[[ Data provided, beginning ]]

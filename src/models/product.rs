// src/models/product.rs

use chrono::{DateTime, Utc};
use rust_decimal::Decimal;
use serde::{Deserialize, Serialize};
use sqlx::FromRow;
use utoipa::ToSchema;
use uuid::Uuid;

// --- Produto ---
// `quantity` é o saldo agregado; só o razão de movimentações escreve nele.
#[derive(Debug, Clone, Serialize, Deserialize, FromRow, ToSchema)]
#[serde(rename_all = "camelCase")]
pub struct Product {
    pub id: Uuid,
    #[schema(example = "Samsung Galaxy S24 256GB 8GB Preto")]
    pub name: String,
    #[schema(example = 12)]
    pub quantity: i32,
    #[schema(example = "3500.00")]
    pub cost: Option<Decimal>,
    #[schema(example = "4999.90")]
    pub list_price: Option<Decimal>,
    pub brand_id: Option<Uuid>,
    pub model_id: Option<Uuid>,
    pub storage_id: Option<Uuid>,
    pub memory_id: Option<Uuid>,
    pub color_id: Option<Uuid>,
    pub product_type_id: Option<Uuid>,
    pub description: Option<String>,
    pub active: bool,
    pub created_at: DateTime<Utc>,
    pub updated_at: DateTime<Utc>,
}

// Atributos compartilhados por todas as variantes de um lote.
#[derive(Debug, Clone, Default, Serialize, Deserialize, ToSchema)]
#[serde(rename_all = "camelCase")]
pub struct ProductAttributes {
    pub brand_id: Option<Uuid>,
    pub model_id: Option<Uuid>,
    pub product_type_id: Option<Uuid>,
    pub cost: Option<Decimal>,
    pub list_price: Option<Decimal>,
    pub description: Option<String>,
}

#[derive(Debug, Clone)]
pub struct NewProduct {
    pub attributes: ProductAttributes,
    pub storage_id: Option<Uuid>,
    pub memory_id: Option<Uuid>,
    pub color_id: Option<Uuid>,
}

// Relações já resolvidas (nomes, capacidades), usadas só para compor o nome.
// O modelo ainda carrega armazenamento/cor em texto livre (cadastro antigo).
#[derive(Debug, Clone, Default, PartialEq, Eq, FromRow)]
pub struct NamingAttributes {
    pub brand: Option<String>,
    pub model: Option<String>,
    pub model_storage: Option<String>,
    pub model_color: Option<String>,
    pub storage_gb: Option<i32>,
    pub memory_gb: Option<i32>,
    pub color: Option<String>,
    pub description: Option<String>,
}

// Projeção para relatórios: onde estão as unidades ativas.
#[derive(Debug, Clone, PartialEq, Eq, Serialize, FromRow, ToSchema)]
#[serde(rename_all = "camelCase")]
pub struct UnitLocation {
    pub warehouse_id: Option<Uuid>,
    #[schema(example = 7)]
    pub active_unit_count: i64,
}
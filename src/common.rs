pub mod db_utils;
pub mod error;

[[ Data provided, end ]]

= Work instruction =
Every line in the material must be repeated verbatim.

= Response to this task =
filename src/models/product.rs
// src/models/product.rs

use chrono::{DateTime, Utc};
use rust_decimal::Decimal;
use serde::{Deserialize, Serialize};
use sqlx::FromRow;
use utoipa::ToSchema;
use uuid::Uuid;

// --- Produto ---
// `quantity` é o saldo agregado; só o razão de movimentações escreve nele.
#[derive(Debug, Clone, Serialize, Deserialize, FromRow, ToSchema)]
#[serde(rename_all = "camelCase")]
pub struct Product {
    pub id: Uuid,
    #[schema(example = "Samsung Galaxy S24 256GB 8GB Preto")]
    pub name: String,
    #[schema(example = 12)]
    pub quantity: i32,
    #[schema(example = "3500.00")]
    pub cost: Option<Decimal>,
    #[schema(example = "4999.90")]
    pub list_price: Option<Decimal>,
    pub brand_id: Option<Uuid>,
    pub model_id: Option<Uuid>,
    pub storage_id: Option<Uuid>,
    pub memory_id: Option<Uuid>,
    pub color_id: Option<Uuid>,
    pub product_type_id: Option<Uuid>,
    pub description: Option<String>,
    pub active: bool,
    pub created_at: DateTime<Utc>,
    pub updated_at: DateTime<Utc>,
}

// Atributos compartilhados por todas as variantes de um lote.
#[derive(Debug, Clone, Default, Serialize, Deserialize, ToSchema)]
#[serde(rename_all = "camelCase")]
pub struct ProductAttributes {
    pub brand_id: Option<Uuid>,
    pub model_id: Option<Uuid>,
    pub product_type_id: Option<Uuid>,
    pub cost: Option<Decimal>,
    pub list_price: Option<Decimal>,
    pub description: Option<String>,
}

#[derive(Debug, Clone)]
pub struct NewProduct {
    pub attributes: ProductAttributes,
    pub storage_id: Option<Uuid>,
    pub memory_id: Option<Uuid>,
    pub color_id: Option<Uuid>,
}

// Relações já resolvidas (nomes, capacidades), usadas só para compor o nome.
// O modelo ainda carrega armazenamento/cor em texto livre (cadastro antigo).
#[derive(Debug, Clone, Default, PartialEq, Eq, FromRow)]
pub struct NamingAttributes {
    pub brand: Option<String>,
    pub model: Option<String>,
    pub model_storage: Option<String>,
    pub model_color: Option<String>,
    pub storage_gb: Option<i32>,
    pub memory_gb: Option<i32>,
    pub color: Option<String>,
    pub description: Option<String>,
}

// Projeção para relatórios: onde estão as unidades ativas.
#[derive(Debug, Clone, PartialEq, Eq, Serialize, FromRow, ToSchema)]
#[serde(rename_all = "camelCase")]
pub struct UnitLocation {
    pub warehouse_id: Option<Uuid>,
    #[schema(example = 7)]
    pub active_unit_count: i64,
}
filename src/common.rs
pub mod db_utils;
pub mod error;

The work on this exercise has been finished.